*** Opening of RAW DATA ***

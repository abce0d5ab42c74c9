use crate::errors::AppResult;
use crate::models::{
    Assessment, AuthorSummary, Category, NewNews, NewsItem, NewsPatch, NewsView, User,
};
use async_trait::async_trait;
use chrono::Utc;
use sqlx::{FromRow, PgPool, Postgres, query_builder::QueryBuilder};
use std::collections::HashMap;
use std::sync::{Arc, PoisonError, RwLock};
use uuid::Uuid;

/// NewsFilter
///
/// Conjunction of optional criteria applied by `find_many`.
#[derive(Debug, Clone, Default, PartialEq)]
pub struct NewsFilter {
    pub category: Option<Category>,
    pub assessment: Option<Assessment>,
    /// Case-insensitive literal substring of title OR content.
    pub search: Option<String>,
}

impl NewsFilter {
    /// In-process evaluation of the filter, equivalent to the SQL predicate.
    pub fn matches(&self, news: &NewsItem) -> bool {
        if self.category.is_some_and(|c| c != news.category) {
            return false;
        }
        if self.assessment.is_some_and(|a| a != news.assessment) {
            return false;
        }
        match &self.search {
            Some(term) => {
                let term = term.to_lowercase();
                news.title.to_lowercase().contains(&term)
                    || news.content.to_lowercase().contains(&term)
            }
            None => true,
        }
    }
}

/// NewsRepository
///
/// The News Store contract. Every write validates its input first. The
/// mutating calls match on `id AND author_id` in a single statement, so a
/// write racing a delete reports "not found" instead of touching another row.
#[async_trait]
pub trait NewsRepository: Send + Sync {
    /// Persists a new record with a server-assigned id and timestamps.
    async fn insert(&self, news: NewNews) -> AppResult<NewsItem>;

    /// One page of matching records (newest first) with authors resolved,
    /// plus the total number of matches ignoring offset/limit.
    async fn find_many(
        &self,
        filter: &NewsFilter,
        offset: u64,
        limit: u64,
    ) -> AppResult<(Vec<NewsView>, u64)>;

    async fn find_by_id(&self, id: Uuid) -> AppResult<Option<NewsItem>>;

    async fn find_view_by_id(&self, id: Uuid) -> AppResult<Option<NewsView>>;

    /// Applies `patch` if the record exists and belongs to `author_id`.
    async fn update_by_id(
        &self,
        id: Uuid,
        author_id: Uuid,
        patch: NewsPatch,
    ) -> AppResult<Option<NewsItem>>;

    /// Removes the record if it exists and belongs to `author_id`.
    async fn delete_by_id(&self, id: Uuid, author_id: Uuid) -> AppResult<bool>;

    // --- Identity lookups ---
    async fn get_user(&self, id: Uuid) -> AppResult<Option<User>>;
}

/// RepositoryState
///
/// The concrete type used to share the persistence layer across the application state.
pub type RepositoryState = Arc<dyn NewsRepository>;

/// Escapes LIKE metacharacters so user text matches literally.
pub fn escape_like(term: &str) -> String {
    let mut escaped = String::with_capacity(term.len());
    for ch in term.chars() {
        if matches!(ch, '%' | '_' | '\\') {
            escaped.push('\\');
        }
        escaped.push(ch);
    }
    escaped
}

const NEWS_COLUMNS: &str = "id, title, content, source_platform, source_url, category, \
     image_url, media_id, assessment, author_id, views, shares, created_at, updated_at";

const VIEW_SELECT: &str = "SELECT n.id, n.title, n.content, n.source_platform, n.source_url, \
     n.category, n.image_url, n.media_id, n.assessment, n.author_id, n.views, n.shares, \
     n.created_at, n.updated_at, u.username AS author_username \
     FROM news n LEFT JOIN users u ON u.id = n.author_id";

/// A news row joined with its author's username.
#[derive(FromRow)]
struct NewsViewRow {
    #[sqlx(flatten)]
    news: NewsItem,
    author_username: Option<String>,
}

impl From<NewsViewRow> for NewsView {
    fn from(row: NewsViewRow) -> Self {
        let author = AuthorSummary {
            id: row.news.author_id,
            username: row.author_username,
        };
        NewsView {
            news: row.news,
            author,
        }
    }
}

fn push_filter(builder: &mut QueryBuilder<'_, Postgres>, filter: &NewsFilter) {
    if let Some(category) = filter.category {
        builder.push(" AND n.category = ");
        builder.push_bind(category);
    }
    if let Some(assessment) = filter.assessment {
        builder.push(" AND n.assessment = ");
        builder.push_bind(assessment);
    }
    if let Some(search) = &filter.search {
        let pattern = format!("%{}%", escape_like(search));
        builder.push(" AND (n.title ILIKE ");
        builder.push_bind(pattern.clone());
        builder.push(" OR n.content ILIKE ");
        builder.push_bind(pattern);
        builder.push(")");
    }
}

/// PostgresRepository
///
/// `NewsRepository` backed by PostgreSQL.
pub struct PostgresRepository {
    pool: PgPool,
}

impl PostgresRepository {
    pub fn new(pool: PgPool) -> Self {
        Self { pool }
    }
}

#[async_trait]
impl NewsRepository for PostgresRepository {
    async fn insert(&self, news: NewNews) -> AppResult<NewsItem> {
        news.validate()?;

        let sql = format!(
            "INSERT INTO news (id, title, content, source_platform, source_url, category, \
             image_url, media_id, assessment, author_id) \
             VALUES ($1, $2, $3, $4, $5, $6, $7, $8, $9, $10) RETURNING {NEWS_COLUMNS}"
        );
        let created = sqlx::query_as::<_, NewsItem>(&sql)
            .bind(Uuid::new_v4())
            .bind(news.title)
            .bind(news.content)
            .bind(news.source_platform)
            .bind(news.source_url)
            .bind(news.category)
            .bind(news.image_url)
            .bind(news.media_id)
            .bind(news.assessment)
            .bind(news.author_id)
            .fetch_one(&self.pool)
            .await?;
        Ok(created)
    }

    /// find_many
    ///
    /// Both the page query and the count query share one filter builder, so the
    /// total always describes exactly the set being paged.
    async fn find_many(
        &self,
        filter: &NewsFilter,
        offset: u64,
        limit: u64,
    ) -> AppResult<(Vec<NewsView>, u64)> {
        let mut page: QueryBuilder<Postgres> = QueryBuilder::new(VIEW_SELECT);
        page.push(" WHERE TRUE");
        push_filter(&mut page, filter);
        page.push(" ORDER BY n.created_at DESC, n.id DESC LIMIT ");
        page.push_bind(i64::try_from(limit).unwrap_or(i64::MAX));
        page.push(" OFFSET ");
        page.push_bind(i64::try_from(offset).unwrap_or(i64::MAX));

        let rows = page
            .build_query_as::<NewsViewRow>()
            .fetch_all(&self.pool)
            .await?;

        let mut count: QueryBuilder<Postgres> =
            QueryBuilder::new("SELECT COUNT(*) FROM news n WHERE TRUE");
        push_filter(&mut count, filter);
        let total = count
            .build_query_scalar::<i64>()
            .fetch_one(&self.pool)
            .await?;

        Ok((
            rows.into_iter().map(NewsView::from).collect(),
            u64::try_from(total).unwrap_or(0),
        ))
    }

    async fn find_by_id(&self, id: Uuid) -> AppResult<Option<NewsItem>> {
        let sql = format!("SELECT {NEWS_COLUMNS} FROM news WHERE id = $1");
        let news = sqlx::query_as::<_, NewsItem>(&sql)
            .bind(id)
            .fetch_optional(&self.pool)
            .await?;
        Ok(news)
    }

    async fn find_view_by_id(&self, id: Uuid) -> AppResult<Option<NewsView>> {
        let sql = format!("{VIEW_SELECT} WHERE n.id = $1");
        let row = sqlx::query_as::<_, NewsViewRow>(&sql)
            .bind(id)
            .fetch_optional(&self.pool)
            .await?;
        Ok(row.map(NewsView::from))
    }

    /// update_by_id
    ///
    /// `COALESCE` leaves a column untouched when its patch field is `None`.
    async fn update_by_id(
        &self,
        id: Uuid,
        author_id: Uuid,
        patch: NewsPatch,
    ) -> AppResult<Option<NewsItem>> {
        patch.validate()?;

        let sql = format!(
            "UPDATE news \
             SET title = COALESCE($3, title), \
                 content = COALESCE($4, content), \
                 source_platform = COALESCE($5, source_platform), \
                 source_url = COALESCE($6, source_url), \
                 category = COALESCE($7, category), \
                 assessment = COALESCE($8, assessment), \
                 image_url = COALESCE($9, image_url), \
                 media_id = COALESCE($10, media_id), \
                 updated_at = NOW() \
             WHERE id = $1 AND author_id = $2 \
             RETURNING {NEWS_COLUMNS}"
        );
        let updated = sqlx::query_as::<_, NewsItem>(&sql)
            .bind(id)
            .bind(author_id)
            .bind(patch.title)
            .bind(patch.content)
            .bind(patch.source_platform)
            .bind(patch.source_url)
            .bind(patch.category)
            .bind(patch.assessment)
            .bind(patch.image_url)
            .bind(patch.media_id)
            .fetch_optional(&self.pool)
            .await?;
        Ok(updated)
    }

    async fn delete_by_id(&self, id: Uuid, author_id: Uuid) -> AppResult<bool> {
        let result = sqlx::query("DELETE FROM news WHERE id = $1 AND author_id = $2")
            .bind(id)
            .bind(author_id)
            .execute(&self.pool)
            .await?;
        Ok(result.rows_affected() > 0)
    }

    async fn get_user(&self, id: Uuid) -> AppResult<Option<User>> {
        let user = sqlx::query_as::<_, User>("SELECT id, username FROM users WHERE id = $1")
            .bind(id)
            .fetch_optional(&self.pool)
            .await?;
        Ok(user)
    }
}

/// MemoryRepository
///
/// In-process `NewsRepository` with the same validation, ordering and
/// ownership semantics as the Postgres one. Used by tests and local demos.
#[derive(Default)]
pub struct MemoryRepository {
    news: RwLock<Vec<NewsItem>>,
    users: RwLock<HashMap<Uuid, User>>,
}

impl MemoryRepository {
    pub fn new() -> Self {
        Self::default()
    }

    /// Registers a user so it can authenticate and be resolved as an author.
    pub fn add_user(&self, user: User) {
        self.users
            .write()
            .unwrap_or_else(PoisonError::into_inner)
            .insert(user.id, user);
    }

    pub fn len(&self) -> usize {
        self.news.read().unwrap_or_else(PoisonError::into_inner).len()
    }

    pub fn is_empty(&self) -> bool {
        self.len() == 0
    }

    fn view(&self, news: NewsItem) -> NewsView {
        let username = self
            .users
            .read()
            .unwrap_or_else(PoisonError::into_inner)
            .get(&news.author_id)
            .map(|u| u.username.clone());
        NewsView {
            author: AuthorSummary {
                id: news.author_id,
                username,
            },
            news,
        }
    }
}

#[async_trait]
impl NewsRepository for MemoryRepository {
    async fn insert(&self, news: NewNews) -> AppResult<NewsItem> {
        news.validate()?;

        let now = Utc::now();
        let created = NewsItem {
            id: Uuid::new_v4(),
            title: news.title,
            content: news.content,
            source_platform: news.source_platform,
            source_url: news.source_url,
            category: news.category,
            image_url: news.image_url,
            media_id: news.media_id,
            assessment: news.assessment,
            author_id: news.author_id,
            views: 0,
            shares: 0,
            created_at: now,
            updated_at: now,
        };
        self.news
            .write()
            .unwrap_or_else(PoisonError::into_inner)
            .push(created.clone());
        Ok(created)
    }

    async fn find_many(
        &self,
        filter: &NewsFilter,
        offset: u64,
        limit: u64,
    ) -> AppResult<(Vec<NewsView>, u64)> {
        let mut matching: Vec<NewsItem> = self
            .news
            .read()
            .unwrap_or_else(PoisonError::into_inner)
            .iter()
            .rev()
            .filter(|n| filter.matches(n))
            .cloned()
            .collect();
        // Stable sort keeps later inserts first among equal timestamps.
        matching.sort_by(|a, b| b.created_at.cmp(&a.created_at));

        let total = matching.len() as u64;
        let page = matching
            .into_iter()
            .skip(usize::try_from(offset).unwrap_or(usize::MAX))
            .take(usize::try_from(limit).unwrap_or(usize::MAX))
            .map(|n| self.view(n))
            .collect();
        Ok((page, total))
    }

    async fn find_by_id(&self, id: Uuid) -> AppResult<Option<NewsItem>> {
        Ok(self
            .news
            .read()
            .unwrap_or_else(PoisonError::into_inner)
            .iter()
            .find(|n| n.id == id)
            .cloned())
    }

    async fn find_view_by_id(&self, id: Uuid) -> AppResult<Option<NewsView>> {
        let news = self.find_by_id(id).await?;
        Ok(news.map(|n| self.view(n)))
    }

    async fn update_by_id(
        &self,
        id: Uuid,
        author_id: Uuid,
        patch: NewsPatch,
    ) -> AppResult<Option<NewsItem>> {
        patch.validate()?;

        let mut news = self.news.write().unwrap_or_else(PoisonError::into_inner);
        let Some(item) = news
            .iter_mut()
            .find(|n| n.id == id && n.author_id == author_id)
        else {
            return Ok(None);
        };
        patch.apply_to(item);
        item.updated_at = Utc::now();
        Ok(Some(item.clone()))
    }

    async fn delete_by_id(&self, id: Uuid, author_id: Uuid) -> AppResult<bool> {
        let mut news = self.news.write().unwrap_or_else(PoisonError::into_inner);
        let before = news.len();
        news.retain(|n| !(n.id == id && n.author_id == author_id));
        Ok(news.len() < before)
    }

    async fn get_user(&self, id: Uuid) -> AppResult<Option<User>> {
        Ok(self
            .users
            .read()
            .unwrap_or_else(PoisonError::into_inner)
            .get(&id)
            .cloned())
    }
}

#[cfg(test)]
mod tests {
    use super::*;

    #[test]
    fn like_metacharacters_are_escaped() {
        assert_eq!(escape_like("100%_sure\\"), "100\\%\\_sure\\\\");
        assert_eq!(escape_like("flu"), "flu");
    }

    #[test]
    fn filter_search_is_case_insensitive_over_title_or_content() {
        let now = Utc::now();
        let news = NewsItem {
            id: Uuid::new_v4(),
            title: "Seasonal FLU shots".to_string(),
            content: "Clinics open".to_string(),
            source_platform: crate::models::SourcePlatform::Website,
            source_url: None,
            category: Category::Health,
            image_url: None,
            media_id: None,
            assessment: Assessment::Unsure,
            author_id: Uuid::new_v4(),
            views: 0,
            shares: 0,
            created_at: now,
            updated_at: now,
        };

        let by_search = |s: &str| NewsFilter {
            search: Some(s.to_string()),
            ..NewsFilter::default()
        };
        assert!(by_search("flu").matches(&news));
        assert!(by_search("CLINIC").matches(&news));
        assert!(!by_search("vaccine").matches(&news));

        let wrong_category = NewsFilter {
            category: Some(Category::Politics),
            ..by_search("flu")
        };
        assert!(!wrong_category.matches(&news));
    }
}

*** Close of RAW DATA ***

* [WHAT YOU WILL DO] Within the listing above, extract exactly the lines from the line with "n.views, n.shares, \" to the line with "image_url, media_id, assessment, author_id)", the two named lines included, and no others.

* [TASK RESULT]
     n.category, n.image_url, n.media_id, n.assessment, n.author_id, n.views, n.shares, \
     n.created_at, n.updated_at, u.username AS author_username \
     FROM news n LEFT JOIN users u ON u.id = n.author_id";

/// A news row joined with its author's username.
#[derive(FromRow)]
struct NewsViewRow {
    #[sqlx(flatten)]
    news: NewsItem,
    author_username: Option<String>,
}

impl From<NewsViewRow> for NewsView {
    fn from(row: NewsViewRow) -> Self {
        let author = AuthorSummary {
            id: row.news.author_id,
            username: row.author_username,
        };
        NewsView {
            news: row.news,
            author,
        }
    }
}

fn push_filter(builder: &mut QueryBuilder<'_, Postgres>, filter: &NewsFilter) {
    if let Some(category) = filter.category {
        builder.push(" AND n.category = ");
        builder.push_bind(category);
    }
    if let Some(assessment) = filter.assessment {
        builder.push(" AND n.assessment = ");
        builder.push_bind(assessment);
    }
    if let Some(search) = &filter.search {
        let pattern = format!("%{}%", escape_like(search));
        builder.push(" AND (n.title ILIKE ");
        builder.push_bind(pattern.clone());
        builder.push(" OR n.content ILIKE ");
        builder.push_bind(pattern);
        builder.push(")");
    }
}

/// PostgresRepository
///
/// `NewsRepository` backed by PostgreSQL.
pub struct PostgresRepository {
    pool: PgPool,
}

impl PostgresRepository {
    pub fn new(pool: PgPool) -> Self {
        Self { pool }
    }
}

#[async_trait]
impl NewsRepository for PostgresRepository {
    async fn insert(&self, news: NewNews) -> AppResult<NewsItem> {
        news.validate()?;

        let sql = format!(
            "INSERT INTO news (id, title, content, source_platform, source_url, category, \
             image_url, media_id, assessment, author_id) \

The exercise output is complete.